Kampus ITS, Opini — Menjadi seorang ahli dalam bidang yang digeluti, pastinya merupakan mimpi setiap orang. Begitupun bagi mahasiswa yang masa depannya mereka pertaruhkan pada jurusan yang kini mereka tekuni. Namun, apakah durasi belajar mereka selama berkuliah di perguruan tinggi cukup untuk mengantarkan mereka menjadi seorang ahli? Hmm, untuk menjawab pertanyaan tersebut, mari kita telaah tentang teori 10.000 jam dan korelasinya dengan kehidupan perkuliahan mahasiswa!

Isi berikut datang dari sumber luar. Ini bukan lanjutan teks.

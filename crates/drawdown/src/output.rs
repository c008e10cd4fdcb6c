//! Result files
//!
//! Every table is pretty-printed JSON written with write-then-rename, so an
//! interrupted run never leaves a truncated file behind.

use std::collections::HashMap;
use std::fs;
use std::io;
use std::path::{Path, PathBuf};

use color_eyre::eyre::{WrapErr, bail};
use serde::Serialize;

use drawdown_core::analysis::{SweepPoint, compare_portfolios, compare_scenarios, scenario_names};
use drawdown_core::config::Study;
use drawdown_core::model::MonteCarloResult;

/// Write content to a file atomically: write a sibling temp file, then rename
/// it over the target.
pub fn atomic_write(path: &Path, content: &[u8]) -> io::Result<()> {
    let mut temp_name = path.file_name().unwrap_or_default().to_os_string();
    temp_name.push(".tmp");
    let temp_path = path.with_file_name(temp_name);

    fs::write(&temp_path, content)?;
    fs::rename(&temp_path, path)?;
    Ok(())
}

pub fn write_json<T: Serialize + ?Sized>(path: &Path, value: &T) -> color_eyre::Result<()> {
    let json = serde_json::to_vec_pretty(value)?;
    atomic_write(path, &json).wrap_err_with(|| format!("Failed to write {}", path.display()))
}

/// File-name-safe form of a portfolio or scenario name ("60/40" -> "60_40")
#[must_use]
pub fn file_stem(name: &str) -> String {
    name.chars()
        .map(|c| {
            if c.is_ascii_alphanumeric() || c == '-' || c == '_' {
                c
            } else {
                '_'
            }
        })
        .collect()
}

fn pair_stem(portfolio: &str, scenario: &str) -> String {
    format!("{}_{}", file_stem(portfolio), file_stem(scenario))
}

/// Fail if two pairs, or two scenarios, would be written to the same file
/// once their names are sanitised
pub fn check_file_names(study: &Study) -> color_eyre::Result<()> {
    let mut pairs: HashMap<String, (&str, &str)> = HashMap::new();
    for portfolio in &study.portfolios {
        for scenario in &study.scenarios {
            let key = (portfolio.name(), scenario.name.as_str());
            if let Some((p, s)) = pairs.insert(pair_stem(key.0, key.1), key) {
                bail!(
                    "pairs ({p}, {s}) and ({}, {}) map to the same output file name",
                    key.0,
                    key.1
                );
            }
        }
    }

    let mut scenarios: HashMap<String, &str> = HashMap::new();
    for scenario in &study.scenarios {
        if let Some(other) = scenarios.insert(file_stem(&scenario.name), &scenario.name) {
            bail!(
                "scenarios '{other}' and '{}' map to the same output file name",
                scenario.name
            );
        }
    }
    Ok(())
}

/// Per-trial table and monthly percentile bands of one pair
pub fn write_pair(dir: &Path, result: &MonteCarloResult) -> color_eyre::Result<Vec<PathBuf>> {
    let stem = pair_stem(&result.portfolio, &result.scenario);

    let trials_path = dir.join(format!("trials_{stem}.json"));
    write_json(&trials_path, &result.trial_rows())?;

    let bands_path = dir.join(format!("bands_{stem}.json"));
    write_json(&bands_path, &result.percentile_bands())?;

    Ok(vec![trials_path, bands_path])
}

/// Scenario comparison across all pairs plus one portfolio comparison per
/// scenario
pub fn write_comparisons(
    dir: &Path,
    results: &[MonteCarloResult],
) -> color_eyre::Result<Vec<PathBuf>> {
    let mut written = Vec::new();

    let path = dir.join("scenario_comparison.json");
    write_json(&path, &compare_scenarios(results))?;
    written.push(path);

    for scenario in scenario_names(results) {
        let path = dir.join(format!("portfolio_comparison_{}.json", file_stem(scenario)));
        write_json(&path, &compare_portfolios(results, scenario))?;
        written.push(path);
    }
    Ok(written)
}

pub fn write_sensitivity(
    dir: &Path,
    portfolio: &str,
    scenario: &str,
    points: &[SweepPoint],
) -> color_eyre::Result<PathBuf> {
    let path = dir.join(format!(
        "withdrawal_sensitivity_{}.json",
        pair_stem(portfolio, scenario)
    ));
    write_json(&path, points)?;
    Ok(path)
}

“Berlatih dengan keras, berlatih dengan lama, dan kamu akan menjadi ahli, menempati posisi puncak di bidang yang kamu kuasai,” begitulah kata Malcolm Gladwell dalam bukunya yang berjudul Outliers: The Story of Success. Dalam buku tersebut, Malcolm mengutarakan bahwa dibutuhkan waktu minimal 10.000 jam untuk seseorang mampu menguasai suatu hal.
Meski sudah banyak pendapat yang mematahkan teori 10.000 jam ini, menurut saya teori ini masih bisa dibenarkan. Hal tersebut lantaran, teori ini tidak asal-asalan dibuat. Diketahui aturan 10.000 jam ini didasarkan atas penelitian yang dilakukan oleh K Anders Ericsson, salah seorang Profesor di Universitas Florida. K Anders melakukan penelitiannya terhadap atlet profesional, musisi tingkat dunia, master catur, dan para ahli lainnya tentang berapa lama waktu yang mereka butuhkan sampai menjadi ahli.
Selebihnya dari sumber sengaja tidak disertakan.